**PROBLEM REQUIREMENTS**
State only how many lines below include the word "TaskUpdate".

[Saved entries]
-.-.-

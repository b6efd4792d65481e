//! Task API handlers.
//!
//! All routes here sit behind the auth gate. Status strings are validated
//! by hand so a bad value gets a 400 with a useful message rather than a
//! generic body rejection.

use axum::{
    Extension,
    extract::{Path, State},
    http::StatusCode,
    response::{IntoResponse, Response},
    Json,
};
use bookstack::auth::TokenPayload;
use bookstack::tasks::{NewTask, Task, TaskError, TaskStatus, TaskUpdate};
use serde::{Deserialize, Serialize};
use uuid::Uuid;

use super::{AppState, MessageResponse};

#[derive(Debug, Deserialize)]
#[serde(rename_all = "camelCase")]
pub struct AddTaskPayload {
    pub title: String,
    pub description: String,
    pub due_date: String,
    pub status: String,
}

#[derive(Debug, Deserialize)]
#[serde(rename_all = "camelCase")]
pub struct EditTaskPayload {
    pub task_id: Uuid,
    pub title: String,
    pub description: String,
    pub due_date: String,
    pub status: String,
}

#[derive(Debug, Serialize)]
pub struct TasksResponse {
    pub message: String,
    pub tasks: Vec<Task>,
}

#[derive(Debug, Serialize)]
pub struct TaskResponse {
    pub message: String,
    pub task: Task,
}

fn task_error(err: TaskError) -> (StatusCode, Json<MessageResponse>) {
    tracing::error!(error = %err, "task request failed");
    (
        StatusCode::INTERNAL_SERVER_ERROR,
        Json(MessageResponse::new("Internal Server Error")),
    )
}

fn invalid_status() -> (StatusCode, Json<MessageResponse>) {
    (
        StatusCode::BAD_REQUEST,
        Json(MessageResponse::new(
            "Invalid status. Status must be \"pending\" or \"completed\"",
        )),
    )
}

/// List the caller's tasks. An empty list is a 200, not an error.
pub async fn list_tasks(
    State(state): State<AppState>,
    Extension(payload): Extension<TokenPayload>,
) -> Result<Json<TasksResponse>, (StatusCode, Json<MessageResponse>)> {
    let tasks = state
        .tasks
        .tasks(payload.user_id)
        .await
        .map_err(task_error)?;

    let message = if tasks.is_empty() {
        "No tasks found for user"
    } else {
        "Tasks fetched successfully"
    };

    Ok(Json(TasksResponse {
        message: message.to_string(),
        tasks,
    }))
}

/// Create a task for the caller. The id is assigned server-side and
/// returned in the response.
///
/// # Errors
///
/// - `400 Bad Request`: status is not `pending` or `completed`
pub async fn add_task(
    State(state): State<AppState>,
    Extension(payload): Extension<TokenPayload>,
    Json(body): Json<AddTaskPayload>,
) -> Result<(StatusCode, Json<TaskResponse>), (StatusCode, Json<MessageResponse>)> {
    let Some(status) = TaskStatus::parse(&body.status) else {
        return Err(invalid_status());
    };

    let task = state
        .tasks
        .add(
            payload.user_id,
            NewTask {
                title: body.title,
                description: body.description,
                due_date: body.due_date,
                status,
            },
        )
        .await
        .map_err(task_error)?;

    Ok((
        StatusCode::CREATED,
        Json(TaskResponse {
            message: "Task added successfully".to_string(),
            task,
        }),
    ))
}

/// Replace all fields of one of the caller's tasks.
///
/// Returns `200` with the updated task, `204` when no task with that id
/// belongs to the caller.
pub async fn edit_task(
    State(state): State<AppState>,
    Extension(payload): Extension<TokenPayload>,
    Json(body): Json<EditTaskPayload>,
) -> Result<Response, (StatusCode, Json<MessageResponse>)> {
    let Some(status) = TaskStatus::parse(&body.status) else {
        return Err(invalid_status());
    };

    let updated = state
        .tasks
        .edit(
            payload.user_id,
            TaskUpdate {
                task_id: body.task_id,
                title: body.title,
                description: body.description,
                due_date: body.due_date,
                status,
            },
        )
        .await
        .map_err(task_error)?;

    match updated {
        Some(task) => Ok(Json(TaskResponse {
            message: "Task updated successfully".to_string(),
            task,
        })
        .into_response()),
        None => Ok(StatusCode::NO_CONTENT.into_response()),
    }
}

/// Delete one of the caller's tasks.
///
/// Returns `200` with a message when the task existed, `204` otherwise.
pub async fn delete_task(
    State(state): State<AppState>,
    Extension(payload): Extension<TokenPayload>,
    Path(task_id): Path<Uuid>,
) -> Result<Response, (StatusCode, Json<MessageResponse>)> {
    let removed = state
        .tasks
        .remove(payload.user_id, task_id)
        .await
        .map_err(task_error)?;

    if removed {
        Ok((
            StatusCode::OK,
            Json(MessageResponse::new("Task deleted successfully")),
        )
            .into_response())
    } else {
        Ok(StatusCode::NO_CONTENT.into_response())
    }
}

-.-.-

**WRITTEN ANSWER**
2